Not every business Mr. Sampson has helped start has succeeded as quickly as NutriJoy. NanoScale Materials, a chemical company, took eight years to get its first product on the market. Most of its income, which Mr. Sampson says is also in the millions, comes from research the company does for large corporate partners and from the federal government.


Many of the institute’s other technologies have yet to find a market, including an herbicide developed from more than 100 patented compounds donated by DuPont and compact-engine technology donated by Caterpillar that Mr. Sampson says has the potential to power hybrid cars. But Mr. Sampson believes many of those technologies can be put to use.

“We simply don’t have the resources or expertise in this organization — or in our state — to use some of the technologies we have acquired,” Mr. Sampson says. “We need to find able partners across the country.”

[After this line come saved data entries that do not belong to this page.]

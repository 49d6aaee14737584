//! The FilterPipeline orchestrates multiple filters.
//!
//! This module provides the main FilterPipeline struct that chains
//! multiple filters together using the builder pattern.

use crate::filters::{AttributesFilter, ContentTypeFilter, PriceBucketFilter, SearchFilter};
use crate::state::FilterState;
use crate::traits::Filter;
use catalog::{Creator, MarketplaceConfig};
use std::sync::Arc;

/// Chains multiple filters together into a processing pipeline.
///
/// Every filter keeps survivors in input order, so running them in sequence
/// gives exactly the creators that pass all of them, in listing order.
///
/// ## Usage
/// ```ignore
/// let pipeline = FilterPipeline::standard(config.clone());
/// let visible = pipeline.apply(&creators, &state);
/// println!("{} matches", visible.len());
/// ```
pub struct FilterPipeline {
    filters: Vec<Box<dyn Filter>>,
}

impl FilterPipeline {
    /// Create a new empty FilterPipeline.
    pub fn new() -> Self {
        Self {
            filters: Vec::new(),
        }
    }

    /// The marketplace's filter chain: search, price, content type,
    /// then attributes.
    pub fn standard(config: Arc<MarketplaceConfig>) -> Self {
        Self::new()
            .add_filter(SearchFilter)
            .add_filter(PriceBucketFilter::new(config))
            .add_filter(ContentTypeFilter)
            .add_filter(AttributesFilter)
    }

    /// Add a filter to the pipeline (builder pattern).
    ///
    /// # Arguments
    /// * `filter` - Any type implementing the Filter trait
    ///
    /// # Returns
    /// Self for method chaining
    pub fn add_filter(mut self, filter: impl Filter + 'static) -> Self {
        self.filters.push(Box::new(filter));
        self
    }

    /// Apply all filters in sequence to the creators.
    ///
    /// ## Algorithm
    /// 1. Start with every creator, borrowed, in listing order
    /// 2. For each filter in order:
    ///    a. Log filter name and input count
    ///    b. Apply the filter
    ///    c. Log output count
    /// 3. Return the survivors
    ///
    /// Neither `creators` nor `state` is modified, so this can be re-run on
    /// every state change.
    pub fn apply<'a>(&self, creators: &'a [Creator], state: &FilterState) -> Vec<&'a Creator> {
        let mut current: Vec<&'a Creator> = creators.iter().collect();
        for filter in &self.filters {
            if current.is_empty() {
                break;
            }
            tracing::debug!(
                "Applying filter: {} (input count: {})",
                filter.name(),
                current.len()
            );
            current = filter.apply(current, state);
            tracing::debug!(
                "Filter applied: {} (output count: {})",
                filter.name(),
                current.len()
            );
        }
        current
    }

    /// Like [`FilterPipeline::apply`], but returns owned copies.
    pub fn apply_owned(&self, creators: &[Creator], state: &FilterState) -> Vec<Creator> {
        self.apply(creators, state).into_iter().cloned().collect()
    }

    /// Number of creators passing every filter.
    pub fn count(&self, creators: &[Creator], state: &FilterState) -> usize {
        self.apply(creators, state).len()
    }
}

impl Default for FilterPipeline {
    fn default() -> Self {
        Self::new()
    }
}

One such group it has started to work with is Innovation Philadelphia, a three-year-old economic-development organization that supports technology businesses through investment, commercialization, and research in the metropolitan Philadelphia region.

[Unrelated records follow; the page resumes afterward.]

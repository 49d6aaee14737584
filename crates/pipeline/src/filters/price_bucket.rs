//! Filter on a creator's starting price.
//!
//! The state names a bucket by key; the bucket table comes from the
//! marketplace configuration.

use crate::state::FilterState;
use crate::traits::Filter;
use catalog::{Creator, MarketplaceConfig, PriceBucket};
use std::sync::Arc;

/// Check a creator's starting price against a bucket's inclusive bounds.
pub fn passes(creator: &Creator, bucket: &PriceBucket) -> bool {
    bucket.contains(creator.starting_price)
}

/// Keeps creators whose starting price falls in the selected bucket.
///
/// ## Algorithm
/// 1. Look up the state's bucket key in the table
/// 2. Unbounded or unknown bucket: keep everything
/// 3. Otherwise keep creators with `min <= price <= max`
pub struct PriceBucketFilter {
    config: Arc<MarketplaceConfig>,
}

impl PriceBucketFilter {
    /// Create a new PriceBucketFilter.
    ///
    /// # Arguments
    /// * `config` - Shared configuration holding the bucket table
    pub fn new(config: Arc<MarketplaceConfig>) -> Self {
        Self { config }
    }
}

impl Filter for PriceBucketFilter {
    fn name(&self) -> &str {
        "PriceBucketFilter"
    }

    fn apply<'a>(&self, creators: Vec<&'a Creator>, state: &FilterState) -> Vec<&'a Creator> {
        let Some(bucket) = self.config.price_bucket(state.price_bucket_key()) else {
            tracing::debug!(
                "Unknown price bucket '{}', not filtering on price",
                state.price_bucket_key()
            );
            return creators;
        };
        if bucket.is_unbounded() {
            return creators;
        }
        creators
            .into_iter()
            .filter(|creator| passes(creator, bucket))
            .collect()
    }
}
//! Free-text search over a creator's visible fields.
//!
//! Matching is case-insensitive substring containment, not word matching:
//! the token "art" matches "smart". Every token must be found (AND).

use crate::state::FilterState;
use crate::traits::Filter;
use catalog::Creator;

/// Split a query into lower-cased tokens on runs of whitespace.
///
/// An empty or whitespace-only query yields no tokens.
pub fn tokenize(query: &str) -> Vec<String> {
    query
        .trim()
        .to_lowercase()
        .split_whitespace()
        .map(str::to_string)
        .collect()
}

/// Build the lower-cased text a query is matched against.
///
/// Fields that are empty contribute nothing, so no stray separators end up
/// in the haystack.
pub fn haystack(creator: &Creator) -> String {
    let platforms = creator.platforms.join(" ");
    let content_types = creator.content_types.join(" ");
    let attributes = creator.attributes.join(" ");

    let parts = [
        creator.name.as_str(),
        creator.handle.as_str(),
        creator.location.as_str(),
        creator.tagline.as_str(),
        platforms.as_str(),
        content_types.as_str(),
        attributes.as_str(),
    ];

    parts
        .iter()
        .filter(|part| !part.is_empty())
        .copied()
        .collect::<Vec<_>>()
        .join(" ")
        .to_lowercase()
}

/// Check whether every token occurs somewhere in the creator's haystack.
///
/// No tokens means no constraint.
pub fn matches(creator: &Creator, tokens: &[String]) -> bool {
    if tokens.is_empty() {
        return true;
    }
    let haystack = haystack(creator);
    tokens.iter().all(|token| haystack.contains(token.as_str()))
}

/// Keeps creators matching the state's search query.
///
/// ## Algorithm
/// 1. Tokenize the query once per apply
/// 2. Skip the scan entirely if there are no tokens
/// 3. Keep creators whose haystack contains every token
pub struct SearchFilter;

impl Filter for SearchFilter {
    fn name(&self) -> &str {
        "SearchFilter"
    }

    fn apply<'a>(&self, creators: Vec<&'a Creator>, state: &FilterState) -> Vec<&'a Creator> {
        let tokens = tokenize(state.search_query());
        if tokens.is_empty() {
            return creators;
        }
        creators
            .into_iter()
            .filter(|creator| matches(creator, &tokens))
            .collect()
    }
}

#[cfg(test)]
mod tests {
    use super::*;

    fn creator(name: &str, handle: &str, tagline: &str) -> Creator {
        Creator {
            name: name.to_string(),
            handle: handle.to_string(),
            tagline: tagline.to_string(),
            ..Default::default()
        }
    }

    #[test]
    fn test_tokenize() {
        assert_eq!(tokenize("  Design   STUDIO \t"), vec!["design", "studio"]);
        assert!(tokenize("").is_empty());
        assert!(tokenize(" \n\t ").is_empty());
    }

    #[test]
    fn test_haystack_skips_empty_fields() {
        let mut c = creator("Ada", "", "");
        c.platforms = vec!["YouTube".to_string(), "X".to_string()];
        c.attributes = vec!["AI".to_string()];

        assert_eq!(haystack(&c), "ada youtube x ai");
    }

    #[test]
    fn test_empty_tokens_match_anything() {
        assert!(matches(&Creator::default(), &[]));
    }

    #[test]
    fn test_tokens_are_anded_substrings() {
        let c = creator("Priya", "@anything", "Studio design partner");

        assert!(matches(&c, &tokenize("design  studio")));
        assert!(matches(&c, &tokenize("sign stu")));
        assert!(!matches(&c, &tokenize("design podcast")));
    }

    #[test]
    fn test_substring_over_matches_words() {
        let c = creator("Smart Money", "@sm", "");
        assert!(matches(&c, &tokenize("art")));
    }

    #[test]
    fn test_matches_tag_lists() {
        let mut c = creator("Sam", "@sam", "");
        c.content_types = vec!["Livestream".to_string()];
        c.platforms = vec!["Twitch".to_string()];

        assert!(matches(&c, &tokenize("twitch live")));
    }

    #[test]
    fn test_search_filter_preserves_order() {
        let a = creator("Alpha Design", "@a", "");
        let b = creator("Beta", "@b", "");
        let c = creator("Gamma", "@c", "design work");

        let mut state = FilterState::new();
        state.set_search_query("DESIGN");

        let filtered = SearchFilter.apply(vec![&a, &b, &c], &state);
        let names: Vec<&str> = filtered.iter().map(|c| c.name.as_str()).collect();
        assert_eq!(names, vec!["Alpha Design", "Gamma"]);
    }
}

The two groups recently submitted a proposal to the U.S. Department of Commerce, through its Economic Development Administration, asking for $450,000 in government support to develop a program that would introduce the work Mr. Sampson’s groups have done in Kansas to charities and economic-development officials nationwide. Their goal is to show others how for-profit and nonprofit groups can work with governments to create jobs and keep regional economies alive.

“We want to be the first economic-development organization in history to pay back to its sponsor communities more cumulative money than they paid into the organization,” Mr. Sampson says. “So you get jobs and economic impact at no cost. You actually make money.”



SPREADING ECONOMIC BENEFITS: HOW DONATIONS OF PATENT RIGHTS HAVE HELPED

Since it was created in 1994, the National Institute for Strategic Technology Acquisition and Commercialization, in Manhattan, Kan., has received donations of more than 800 technology patents from dozens of companies. Below are some examples of the technologies that companies have donated to the organization, and what it has done with the gifts.

Technology acquired: Beverage technology
Company that donated it: Procter & Gamble
What the technology does: Allows for production of shelf-stable beverage products to be made with combinations of milk and fruit juice.
How the technology is used: Licensed beverage, in 2002-less than two years from time of donation. The beverage is sold in some Wal-Mart and Costco stores, and in dozens of grocery stores. Royalties from product sales go to the technology-acquisition institute and to other nonprofit, government, and for-profit collaborators.

***

Technology acquired:

Fuel vapor control technology
Company that donated it: Eaton
What the technology does: Used to control emissions from fuel tanks.
How the technology is used: Licensed to an automotive-equipment manufacturer that put the products on the market less than two years after the time of donation. Royalties from product sales return to the technology-acquisition institute.

***

Technology acquired:

Herbicide technology
Company that donated it: DuPont
What the technology does: Enables production of herbicides for crop, orchard, and turf-grass applications.
How the technology is used: Subject of extensive greenhouse and of it sponsored by groups and people hoping to license the technology.

***

Technology acquired:

Compact engine technology
Company that donated it: Caterpillar
What the technology does: Allows for production of low-emission engines that offer high energy output per unit size and weight. Potential applications include unmanned aerial vehicles and hybrid automobiles.
How the technology is used: Technology licensed to the Compact Engine Company. A research and development team is being formed to commercially develop the engine.